Key Points
- StarkWare researcher developed quantum-resistant Bitcoin transactions compatible with current protocol
- Hash-based proofs replace conventional digital signatures for enhanced security
- Transaction costs range from $75 to $200 in GPU computing resources
- System functions as emergency backup measure rather than permanent solution
- Established long-term proposals like BIP-360 face extended implementation timelines
A researcher from StarkWare has unveiled a framework enabling Bitcoin transactions to withstand quantum computer threats while operating within the network’s current infrastructure and avoiding any protocol modifications.
Avihu Levy, chief product officer at StarkWare, authored the Quantum Safe Bitcoin (QSB) proposal, which emerged this week and quickly captured widespread interest throughout the Bitcoin development community.
The methodology substitutes standard digital signature mechanisms with a hash-based proof architecture. Conventional Bitcoin signatures depend on elliptic curve cryptography, which sufficiently advanced quantum computers could potentially compromise.
Hash-based proofs operate through an alternative mechanism. These proofs generate distinct mathematical fingerprints of information that remain extraordinarily resistant to reversal or falsification, even when facing quantum computers executing sophisticated algorithms such as Shor’s algorithm.
The framework demands no soft fork, no consensus from miners, and no activation schedule. This characteristic distinguishes it from BIP-360, the current quantum-resistance initiative introduced to Bitcoin’s improvement proposal repository in February yet lacking a definitive deployment schedule.

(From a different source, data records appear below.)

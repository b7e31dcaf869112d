//! # Validator Lists
//!
//! One list per state transition. The list captures the data it was built
//! from and hands out boxed validators for each phase.

use crate::failure::{MultipleBusinessExceptions, ValidationFailure};
use crate::validator::BusinessValidator;

/// Ordered, boxed validators borrowing from the list that built them.
pub type Validators<'a, E> = Vec<Box<dyn BusinessValidator<E> + 'a>>;

/// An ordered two-phase composition of validators.
pub trait ValidatorList<E> {
    /// Structural checks, run first, fail-fast. Empty by default.
    fn data_contract_validators(&self) -> Validators<'_, E> {
        Vec::new()
    }

    /// Business rules, run only once the data contract holds. Every one
    /// runs; failures are collected.
    fn invariants_validators(&self) -> Validators<'_, E>;

    /// Run both phases.
    ///
    /// Invariant validators are not even constructed when the data
    /// contract fails.
    fn validate(&self) -> Result<(), ValidationFailure<E>> {
        for validator in self.data_contract_validators() {
            validator.validate().map_err(ValidationFailure::DataContract)?;
        }
        collect_invariants(&self.invariants_validators())
    }
}

/// Function form of the two-phase contract, for call sites that assemble
/// validators without a dedicated list type.
pub fn valider_en_deux_etapes<E>(
    data_contract: &[Box<dyn BusinessValidator<E> + '_>],
    invariants: &[Box<dyn BusinessValidator<E> + '_>],
) -> Result<(), ValidationFailure<E>> {
    for validator in data_contract {
        validator.validate().map_err(ValidationFailure::DataContract)?;
    }
    collect_invariants(invariants)
}

fn collect_invariants<E>(
    invariants: &[Box<dyn BusinessValidator<E> + '_>],
) -> Result<(), ValidationFailure<E>> {
    let exceptions: Vec<E> = invariants
        .iter()
        .filter_map(|validator| validator.validate().err())
        .collect();

    match MultipleBusinessExceptions::from_vec(exceptions) {
        None => Ok(()),
        Some(all) => Err(ValidationFailure::Invariants(all)),
    }
}
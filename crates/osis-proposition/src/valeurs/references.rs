//! Read-only records owned by other bounded contexts: the doctorate a
//! proposition targets, the candidate's selectable access titles, and
//! document placements.

use serde::{Deserialize, Serialize};

use osis_core::FormationIdentity;

use crate::enums::{StatutEmplacementDocument, StatutReclamationEmplacementDocument};

// ─── Doctorate ───────────────────────────────────────────────────────

/// A doctoral programme for one academic year, with the doctoral
/// committee (CDD) that manages it.
#[derive(Debug, Clone, PartialEq, Eq, Serialize, Deserialize)]
pub struct Doctorat {
    pub entity_id: FormationIdentity,
    pub intitule: String,
    /// Acronym of the managing doctoral committee (`CDE`, `CLSM`, `CDSS`, ...).
    pub sigle_entite_gestion: String,
}

impl Doctorat {
    pub fn new(
        entity_id: FormationIdentity,
        intitule: impl Into<String>,
        sigle_entite_gestion: impl Into<String>,
    ) -> Self {
        Self {
            entity_id,
            intitule: intitule.into(),
            sigle_entite_gestion: sigle_entite_gestion.into(),
        }
    }

    /// Programme acronym.
    pub fn sigle(&self) -> &str {
        &self.entity_id.sigle
    }
}

// ─── Access titles ───────────────────────────────────────────────────

/// Kind of record an access title comes from.
#[derive(Debug, Clone, Copy, PartialEq, Eq, Serialize, Deserialize)]
#[serde(rename_all = "SCREAMING_SNAKE_CASE")]
pub enum TypeTitreAccesSelectionnable {
    ExperiencesAcademiques,
    ExperiencesNonAcademiques,
    EtudesSecondaires,
}

/// A prior qualification that may be selected as the legal basis of the
/// admission.
#[derive(Debug, Clone, PartialEq, Eq, Serialize, Deserialize)]
pub struct TitreAccesSelectionnable {
    pub uuid_experience: String,
    pub type_titre: TypeTitreAccesSelectionnable,
    /// Academic year the title was obtained.
    pub annee: Option<i32>,
    pub selectionne: bool,
}

// ─── Documents ───────────────────────────────────────────────────────

/// One document placement of a proposition, as seen by the reviewers.
#[derive(Debug, Clone, PartialEq, Eq, Serialize, Deserialize)]
pub struct EmplacementDocument {
    pub identifiant: String,
    pub statut: StatutEmplacementDocument,
    pub statut_reclamation: Option<StatutReclamationEmplacementDocument>,
    pub justification_gestionnaire: String,
}

impl EmplacementDocument {
    /// Whether the document is still expected and must be returned
    /// before the proposition can move on.
    pub fn est_a_reclamer_immediatement(&self) -> bool {
        self.statut.est_dans_a_reclamer()
            && self.statut_reclamation == Some(StatutReclamationEmplacementDocument::Immediatement)
    }
}

impl StatutEmplacementDocument {
    fn est_dans_a_reclamer(&self) -> bool {
        Self::A_RECLAMER.contains(self)
    }
}

// ─── Decision references ─────────────────────────────────────────────

/// Reference to a configured refusal motive.
#[derive(Debug, Clone, PartialEq, Eq, PartialOrd, Ord, Hash, Serialize, Deserialize)]
#[serde(transparent)]
pub struct MotifRefusIdentity(pub String);

/// Reference to a configured training complement (additional course).
#[derive(Debug, Clone, PartialEq, Eq, PartialOrd, Ord, Hash, Serialize, Deserialize)]
#[serde(transparent)]
pub struct ComplementFormationIdentity(pub String);

/// Reference to a configured approval condition.
#[derive(Debug, Clone, PartialEq, Eq, PartialOrd, Ord, Hash, Serialize, Deserialize)]
#[serde(transparent)]
pub struct ConditionComplementaireIdentity(pub String);

/// A free-text approval condition.
#[derive(Debug, Clone, PartialEq, Eq, Serialize, Deserialize)]
pub struct ConditionComplementaireLibre {
    pub nom_fr: String,
    pub nom_en: String,
    /// Whether the condition concerns a training complement.
    pub liee_a_complement_formation: bool,
}
//! # osis-core: Foundational Types for OSIS Admission
//!
//! Leaf crate of the workspace. Defines the primitives every other crate
//! builds on: identities, UTC timestamps, closed enumerations with stable
//! persisted names, runtime configuration, and the workspace error type.
//!
//! ## Key Design Principles
//!
//! 1. **Newtype identities.** `PropositionIdentity` and `FormationIdentity`
//!    are distinct types; a formation can never be passed where a
//!    proposition is expected.
//!
//! 2. **Closed enumerations with explicit name tables.** [`choix_enum!`]
//!    generates `name()` / `from_name()` as literal `match` tables. An
//!    unknown persisted name resolves to `None`, never to a panic.
//!
//! 3. **Injected time.** Domain code never reads the wall clock. Callers
//!    pass a [`Timestamp`] in; only the outermost layer calls
//!    [`Timestamp::now()`].
//!
//! ## Crate Policy
//!
//! - No dependencies on other `osis-*` crates (this is the leaf of the DAG).
//! - No `unsafe` code.
//! - No `panic!()` or `.unwrap()` outside tests.

pub mod config;
pub mod enumeration;
pub mod error;
pub mod identity;
pub mod temporal;

// Re-export primary types for ergonomic imports.
pub use config::{AdmissionConfig, ConfigError, LogFormat};
pub use error::OsisError;
pub use identity::{FormationIdentity, PropositionIdentity};
pub use temporal::Timestamp;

Significant Cost Considerations
The primary limitation involves expense. Creating a single QSB transaction demands processing billions of potential inputs, a computational task Levy calculates at $75 to $200 when utilizing conventional cloud GPU infrastructure.
Standard Bitcoin transactions currently average approximately 33 cents in fees.
These transactions fall outside standard parameters. They cannot propagate through Bitcoin’s regular network infrastructure like typical payments and require direct submission to miners prepared to include them in blocks.
QSB demonstrates incompatibility with the Lightning Network, Bitcoin’s accelerated and economical payment infrastructure. This constraint confines practical application to substantial, high-value transfers where elevated costs remain justifiable.
StarkWare CEO Eli Ben-Sasson described the proposal as “huge,” characterizing it as effectively rendering Bitcoin quantum-safe immediately. Bitcoin ESG specialist Daniel Batten challenged this characterization, describing the claim as excessive.
Batten highlighted that revealed public keys and inactive wallets remain unaddressed within the research. This encompasses roughly 1.7 million Bitcoin secured in early-generation addresses vulnerable to potential quantum computer exploitation.
Progress on Permanent Solutions
The QSB development team recognized their system as an emergency contingency option. They emphasized that protocol-level modifications continue representing the optimal long-term approach.
BIP-360, designed to implement quantum-resistant signatures via soft fork, stands as the leading candidate for comprehensive protection. However, its deployment schedule remains undetermined. Prediction market participants currently assign minimal probability to activation within the current year.
Bitcoin’s historical governance patterns indicate extended implementation periods. Taproot, a prior enhancement, required approximately seven and a half years from initial conception through final deployment.
Google released research in March indicating quantum computers might break Bitcoin’s cryptographic protections using fewer computational resources than earlier estimates suggested, intensifying discussion around preparedness.
Lightning Labs CTO Olaoluwa Osuntokun independently released a quantum “escape hatch” prototype this week enabling users to demonstrate wallet ownership through seed phrases without exposing the actual phrase.